09 de julho de 2026
Geral

Negociação da Ajax é prorrogada por 60 dias

Ana Borges
| Tempo de leitura: 2 min

A expectativa dos funcionários da fábrica de baterias Ajax era de que a assembleia de credores realizada na manhã de ontem, no Obeid Plaza Hotel, colocasse um fim na expectativa pelo pagamento dos salários atrasados desde dezembro de 2014. Porém, sem que um acordo fosse firmado, a espera continuará pelo menos por mais 60 dias, prazo estabelecido pela Justiça para uma nova tentativa de regularizar as pendências trabalhistas. 

 

Ontem, durante a assembleia, o clima era de indignação generalizada por parte dos funcionários. Alguns chegaram a se exaltar com a proposta oferecida pela Ajax e a Polícia Militar (PM) foi acionada para prevenir qualquer tumulto no local.
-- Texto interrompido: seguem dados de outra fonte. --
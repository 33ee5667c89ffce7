//! Trigger-condition bookkeeping for the reachability probe (§4.9): fires
//! when routed networks change, when local kernel routes change, or when
//! `max_trigger_delay` elapses since the last probe — whichever comes
//! first.

use std::time::{Duration, Instant};

#[derive(Debug, Clone, Copy, PartialEq, Eq)]
pub enum TriggerReason {
    RoutedNetworksChanged,
    LocalRoutesChanged,
    MaxDelayElapsed,
}

/// Tracks pending external trigger conditions and the timeout deadline.
/// `notify_*` is called from the event loop when the corresponding
/// condition is observed; `poll` is called once per wakeup (either a
/// notify or the timeout) and returns the reason to probe now, if any.
pub struct TriggerGate {
    max_delay: Duration,
    last_probe: Option<Instant>,
    routed_networks_changed: bool,
    local_routes_changed: bool,
}

impl TriggerGate {
    pub fn new(max_delay: Duration) -> Self {
        Self {
            max_delay,
            last_probe: None,
            routed_networks_changed: false,
            local_routes_changed: false,
        }
    }

    pub fn notify_routed_networks_changed(&mut self) {
        self.routed_networks_changed = true;
    }

    pub fn notify_local_routes_changed(&mut self) {
        self.local_routes_changed = true;
    }

    /// The maximum time a caller should wait before calling `poll` again.
    pub fn wait_timeout(&self, now: Instant) -> Duration {
        match self.last_probe {
            None => Duration::ZERO,
            Some(last) => self.max_delay.saturating_sub(now.saturating_duration_since(last)),
        }
    }

    /// Checks whether a probe is due and, if so, clears the flags and
    /// records `now` as the last probe time.
    pub fn poll(&mut self, now: Instant) -> Option<TriggerReason> {
        let reason = if self.routed_networks_changed {
            Some(TriggerReason::RoutedNetworksChanged)
        } else if self.local_routes_changed {
            Some(TriggerReason::LocalRoutesChanged)
        } else if self.last_probe.is_none_or_elapsed(now, self.max_delay) {
            Some(TriggerReason::MaxDelayElapsed)
        } else {
            None
        };

        if reason.is_some() {
            self.routed_networks_changed = false;
            self.local_routes_changed = false;
            self.last_probe = Some(now);
        }
        reason
    }
}

trait ElapsedCheck {
    fn is_none_or_elapsed(&self, now: Instant, max_delay: Duration) -> bool;
}

impl ElapsedCheck for Option<Instant> {
    fn is_none_or_elapsed(&self, now: Instant, max_delay: Duration) -> bool {
        match self {
            None => true,
            Some(last) => now.saturating_duration_since(*last) >= max_delay,
        }
    }
}

#[cfg(test)]
mod tests {
    use super::*;

    #[test]
    fn first_poll_always_fires_on_max_delay() {
        let mut gate = TriggerGate::new(Duration::from_secs(30));
        let now = Instant::now();
        assert_eq!(gate.poll(now), Some(TriggerReason::MaxDelayElapsed));
    }

    #[test]
    fn explicit_notify_preempts_the_timeout() {
        let mut gate = TriggerGate::new(Duration::from_secs(3600));
        let now = Instant::now();
        gate.poll(now);
        gate.notify_routed_networks_changed();
        assert_eq!(gate.poll(now), Some(TriggerReason::RoutedNetworksChanged));
    }

    #[test]
    fn no_trigger_between_notifies_and_before_deadline() {
        let mut gate = TriggerGate::new(Duration::from_secs(3600));
        let now = Instant::now();
        gate.poll(now);
        assert_eq!(gate.poll(now), None);
    }

    #[test]
    fn local_routes_changed_is_lower_priority_than_routed_networks() {
        let mut gate = TriggerGate::new(Duration::from_secs(3600));
        let now = Instant::now();
        gate.poll(now);
        gate.notify_local_routes_changed();
        gate.notify_routed_networks_changed();
        assert_eq!(gate.poll(now), Some(TriggerReason::RoutedNetworksChanged));
    }
}
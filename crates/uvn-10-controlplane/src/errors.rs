use shared_types::errors::{Classified, Severity};

#[derive(Debug, Clone, thiserror::Error)]
pub enum ControlPlaneError {
    #[error("write to topic {0} failed: {1}")]
    WriteFailed(String, String),
    #[error("waitset wait failed: {0}")]
    WaitFailed(String),
}

impl Classified for ControlPlaneError {
    fn severity(&self) -> Severity {
        Severity::Network
    }
}
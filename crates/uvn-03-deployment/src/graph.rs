//! Backbone edge construction, one function per strategy shape (§4.2).
//!
//! Every builder is handed cells pre-split into `public` and `private`
//! (both already sorted ascending by id, which is what makes every
//! strategy's output deterministic) and returns the unordered edge list.
//! Private cells never gain an edge to another private cell; where a
//! strategy needs to attach them at all, they are round-robined onto the
//! public ring in ascending id order.

use std::collections::BTreeSet;

use rand::rngs::StdRng;
use rand::{Rng, SeedableRng};
use shared_types::ids::CellId;
use shared_types::settings::StrategyArgs;

use crate::errors::DeploymentError;

pub type Edge = (CellId, CellId);

fn canon(a: CellId, b: CellId) -> Edge {
    if a <= b {
        (a, b)
    } else {
        (b, a)
    }
}

/// Attaches every private cell to a public cell, round-robin in ascending
/// id order. Not used by full-mesh, whose private cells dangle by design.
fn attach_privates_round_robin(public: &[CellId], private: &[CellId], edges: &mut BTreeSet<Edge>) {
    if public.is_empty() {
        return;
    }
    for (i, p) in private.iter().enumerate() {
        let anchor = public[i % public.len()];
        edges.insert(canon(*p, anchor));
    }
}

pub fn full_mesh(public: &[CellId], _private: &[CellId]) -> BTreeSet<Edge> {
    let mut edges = BTreeSet::new();
    for i in 0..public.len() {
        for j in (i + 1)..public.len() {
            edges.insert(canon(public[i], public[j]));
        }
    }
    edges
}

pub fn circular(public: &[CellId], private: &[CellId]) -> BTreeSet<Edge> {
    let mut edges = BTreeSet::new();
    let n = public.len();
    if n >= 2 {
        for i in 0..n {
            edges.insert(canon(public[i], public[(i + 1) % n]));
        }
    }
    attach_privates_round_robin(public, private, &mut edges);
    edges
}

pub fn crossed(public: &[CellId], private: &[CellId]) -> BTreeSet<Edge> {
    let mut edges = circular(public, &[]);
    let n = public.len();
    if n >= 4 {
        for i in 0..n {
            edges.insert(canon(public[i], public[(i + n / 2) % n]));
        }
    }
    attach_privates_round_robin(public, private, &mut edges);
    edges
}

/// A seeded, ring-anchored random graph: start from a connectivity-
/// guaranteeing ring, then add random chords until every public cell has
/// reached (approximately) the requested degree. `strategy_args` carries
/// `"seed"` (u64, default 0) and `"degree"` (u64, default 3).
pub fn random(public: &[CellId], private: &[CellId], args: &StrategyArgs) -> Result<BTreeSet<Edge>, DeploymentError> {
    if public.is_empty() {
        return Err(DeploymentError::NoPublicCells);
    }
    let seed = args.get("seed").and_then(|v| v.as_u64()).unwrap_or(0);
    let degree = args.get("degree").and_then(|v| v.as_u64()).unwrap_or(3).max(2) as usize;
    let mut edges = circular(public, &[]);
    let n = public.len();
    let mut rng = StdRng::seed_from_u64(seed);
    let mut degree_of = vec![2usize; n];
    if n <= 2 {
        degree_of = vec![edges.len(); n];
    }

    let target = degree.min(n.saturating_sub(1));
    let mut attempts = 0;
    while degree_of.iter().any(|&d| d < target) && attempts < n * n * 4 {
        attempts += 1;
        let i = rng.gen_range(0..n);
        let j = rng.gen_range(0..n);
        if i == j || degree_of[i] >= target || degree_of[j] >= target {
            continue;
        }
        let e = canon(public[i], public[j]);
        if edges.insert(e) {
            degree_of[i] += 1;
            degree_of[j] += 1;
        }
    }
    attach_privates_round_robin(public, private, &mut edges);
    Ok(edges)
}

/// Edge list supplied verbatim: `{"edges": [[id, id], ...]}`.
pub fn static_edges(
    all_cells: &BTreeSet<CellId>,
    args: &StrategyArgs,
) -> Result<BTreeSet<Edge>, DeploymentError> {
    let raw = args.get("edges").ok_or(DeploymentError::MalformedEdgeList)?;
    let list = raw.as_array().ok_or(DeploymentError::MalformedEdgeList)?;
    let mut edges = BTreeSet::new();
    for pair in list {
        let pair = pair.as_array().ok_or(DeploymentError::MalformedEdgeList)?;
        if pair.len() != 2 {
            return Err(DeploymentError::MalformedEdgeList);
        }
        let a = pair[0].as_u64().ok_or(DeploymentError::MalformedEdgeList)? as u32;
        let b = pair[1].as_u64().ok_or(DeploymentError::MalformedEdgeList)? as u32;
        let a = CellId::from(a);
        let b = CellId::from(b);
        if !all_cells.contains(&a) {
            return Err(DeploymentError::UnknownCell(a));
        }
        if !all_cells.contains(&b) {
            return Err(DeploymentError::UnknownCell(b));
        }
        if a != b {
            edges.insert(canon(a, b));
        }
    }
    Ok(edges)
}
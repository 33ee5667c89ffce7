//! Per-peer credential bundle: the triple `(cert, private_key,
//! signed_permissions_doc)` held for every registry/cell/particle peer.

use serde::{Deserialize, Serialize};
use shared_types::ids::PeerId;

use crate::ca::CertifiedKey;

/// Topic access-control rights granted to a peer's permissions document,
/// carried as opaque strings — the concrete topic name constants live in
/// `uvn-10-controlplane`, which is the only crate that needs to know what
/// `"UVN_ID"`/`"CELL_ID"`/`"BACKBONE"` mean.
#[derive(Debug, Clone, Default, Serialize, Deserialize)]
pub struct TopicGrants {
    pub published: Vec<String>,
    pub subscribed: Vec<String>,
}

/// Credentials issued to one peer: its identity certificate and private
/// key, plus a permissions document signed by the permissions CA granting
/// the topic rights in `grants`.
#[derive(Debug, Clone, Serialize, Deserialize)]
pub struct PeerCredentials {
    pub id: PeerId,
    pub cert_pem: String,
    pub key_pem: String,
    pub grants: TopicGrants,
    /// Permissions document, signed by the permissions CA (opaque bytes;
    /// verified with `KeyMaterial::verify_permissions`).
    pub permissions_signed: Vec<u8>,
}

impl PeerCredentials {
    pub(crate) fn new(id: PeerId, issued: CertifiedKey, grants: TopicGrants, permissions_signed: Vec<u8>) -> Self {
        Self {
            id,
            cert_pem: issued.cert_pem,
            key_pem: issued.key_pem,
            grants,
            permissions_signed,
        }
    }

    /// The certificate and key only, i.e. what gets exported into a
    /// bundle's identity tree (§6) — never the CA root keys.
    pub fn exported_identity(&self) -> (&str, &str) {
        (&self.cert_pem, &self.key_pem)
    }
}
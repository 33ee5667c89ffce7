//! Structured log field macros.
//!
//! Logs are plain `tracing` events; the fields below keep call sites
//! consistent across the 12 `uvn-*` crates instead of each one inventing
//! its own key names.

use crate::{TelemetryConfig, TelemetryError};

/// Logging handle. Exists so `init_telemetry` has something to hold
/// alongside the metrics and tracing guards.
pub struct StructuredLogger {
    _initialized: bool,
}

pub fn init_logging(config: &TelemetryConfig) -> Result<StructuredLogger, TelemetryError> {
    tracing::debug!(
        json_logs = config.json_logs,
        service = %config.service_name,
        "structured logging configured"
    );

    Ok(StructuredLogger { _initialized: true })
}

/// Log an event with a consistent `component` field.
#[macro_export]
macro_rules! log_event {
    (info, $component:expr, $msg:expr $(, $($field:tt)*)?) => {
        tracing::info!(component = $component, $($($field)*,)? $msg)
    };
    (warn, $component:expr, $msg:expr $(, $($field:tt)*)?) => {
        tracing::warn!(component = $component, $($($field)*,)? $msg)
    };
    (error, $component:expr, $msg:expr $(, $($field:tt)*)?) => {
        tracing::error!(component = $component, $($($field)*,)? $msg)
    };
    (debug, $component:expr, $msg:expr $(, $($field:tt)*)?) => {
        tracing::debug!(component = $component, $($($field)*,)? $msg)
    };
}

/// Log a peer-related event with a standard `peer` field.
#[macro_export]
macro_rules! log_peer_event {
    ($level:ident, $component:expr, $msg:expr, $peer:expr $(, $($field:tt)*)?) => {
        tracing::$level!(
            component = $component,
            peer = %$peer,
            $($($field)*,)?
            $msg
        )
    };
}
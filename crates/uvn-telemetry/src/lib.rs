//! # UVN Telemetry
//!
//! Structured logging and Prometheus metrics shared by every `uvn-*`
//! crate: a `tracing`-based log pipeline, a `prometheus` metrics
//! registry, and a small [`Context`] type that tags every span emitted by
//! an agent or registry process with its `uvn_name`/`cell_id`.
//!
//! No OTLP/dashboard exporter is wired up here; the dashboard and any
//! cloud-export plugin are external collaborators, reached only through
//! the Prometheus text endpoint this crate exposes via [`encode_metrics`].
//!
//! ## Environment Variables
//!
//! | Variable | Default | Description |
//! |----------|---------|-------------|
//! | `UVN_SERVICE_NAME` | `uvn-agent` | Service name attached to every log line |
//! | `UVN_LOG_LEVEL` / `RUST_LOG` | `info` | Log level filter |
//! | `UVN_CONSOLE_OUTPUT` | `true` | Enable console output |
//! | `UVN_JSON_LOGS` | `false` (container-detected) | Emit JSON logs |
//! | `UVN_METRICS_PORT` | `9100` | Prometheus `/metrics` port |
//! | `DEBUG` | unset | Enables verbose command tracing (§6) |

#![warn(missing_docs)]
#![allow(missing_docs)] // TODO: document remaining public items per-crate as they stabilize

mod config;
mod context;
mod logging;
pub mod metrics;
mod tracing_setup;

pub use config::TelemetryConfig;
pub use context::Context;
pub use logging::StructuredLogger;
pub use metrics::{encode_metrics, register_metrics, MetricsHandle};
pub use tracing_setup::TracingGuard;

use thiserror::Error;

/// Telemetry initialization errors.
#[derive(Error, Debug)]
pub enum TelemetryError {
    #[error("failed to initialize tracing subscriber: {0}")]
    TracerInit(String),
    #[error("failed to initialize structured logging: {0}")]
    LokiInit(String),
    #[error("failed to initialize Prometheus metrics: {0}")]
    MetricsInit(String),
    #[error("invalid telemetry configuration: {0}")]
    Config(String),
}

/// Initialize logging and metrics for the current process.
///
/// Returns a guard that must be held for the lifetime of the application;
/// dropping it is a no-op today (no exporter needs draining) but keeps the
/// call site shaped like one that does.
pub fn init_telemetry(config: TelemetryConfig) -> Result<TelemetryGuard, TelemetryError> {
    let metrics_handle = register_metrics()?;
    let tracing_guard = tracing_setup::init_tracing(&config)?;
    let _logging_guard = logging::init_logging(&config)?;

    Ok(TelemetryGuard {
        _tracing: tracing_guard,
        _metrics: metrics_handle,
    })
}

/// Guard that keeps telemetry active. Drop to release it.
pub struct TelemetryGuard {
    _tracing: TracingGuard,
    _metrics: MetricsHandle,
}

impl Drop for TelemetryGuard {
    fn drop(&mut self) {
        tracing::info!("shutting down telemetry");
    }
}

/// Creates a span carrying a `component` field, matching the call sites
/// every `uvn-*` crate uses so subsystem names stay consistent in logs.
#[macro_export]
macro_rules! subsystem_span {
    ($name:expr, $($field:tt)*) => {
        tracing::info_span!($name, $($field)*)
    };
}

#[cfg(test)]
mod tests {
    use super::*;

    #[test]
    fn default_config_has_expected_service_name() {
        let config = TelemetryConfig::default();
        assert_eq!(config.service_name, "uvn-agent");
    }
}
Porém, nenhum ato de violência foi registrado. 

 

Os advogados da fábrica, que não deram entrevistas ontem, apresentaram uma proposta, que foi negada pelos trabalhadores. 

 

Segundo o Sindicato dos Metalúrgicos de Bauru e Região, a empresa teria oferecido alguns imóveis como forma de quitar a dívida com os funcionários. 

 

O presidente da entidade, Cândido Augusto Gonçalves Rocha, explicou que a proposta é inviável por dois motivos. “Na verdade, eles ofereceram imóveis, mas muitos estão até interditados e, além disso, superfaturam os valores. Um deles, hoje, no mercado, não vale nem R$ 1 milhão. Na proposta apresentada, colocaram R$ 24 milhões. É uma proposta fraudulenta. Nós precisamos de imóveis que tenham valor comercial e possam ser facilmente vendidos, para que possamos transformar em dinheiro para pagar os trabalhadores”, argumenta.

 

Segundo o funcionário Manoel Rodrigues, que participa da comissão de negociações, a empresa fez uma contraproposta, prometendo depositar R$ 3 milhões, que resultariam em pagamento médio de R$ 5 mil para cada funcionário, como acerto rescisório. A oferta, contudo, foi rejeitada. 

 

“Você percebe que eles não querem pagar, isso é fato. Esse dinheiro seria uma forma de os funcionários recomeçarem. Muitos deles estão com dívidas. Eu mesmo estou contando com a ajuda da minha esposa e precisando recorrer ao limite do banco”, relatou. 

 

Para o funcionário Diego Luiz Leite, a situação também não é diferente. “Desde dezembro, a minha vida mudou completamente. Eu e minha esposa tivemos de ir morar com meus pais e eu perdi até meu carro para o banco, porque não tive mais como pagar o financiamento. Minha esposa trabalha, mas o dinheiro não é suficiente. Estou encaminhando currículos, mas até agora não consegui trabalho. Por isso, ainda não dei baixa na minha carteira”, diz.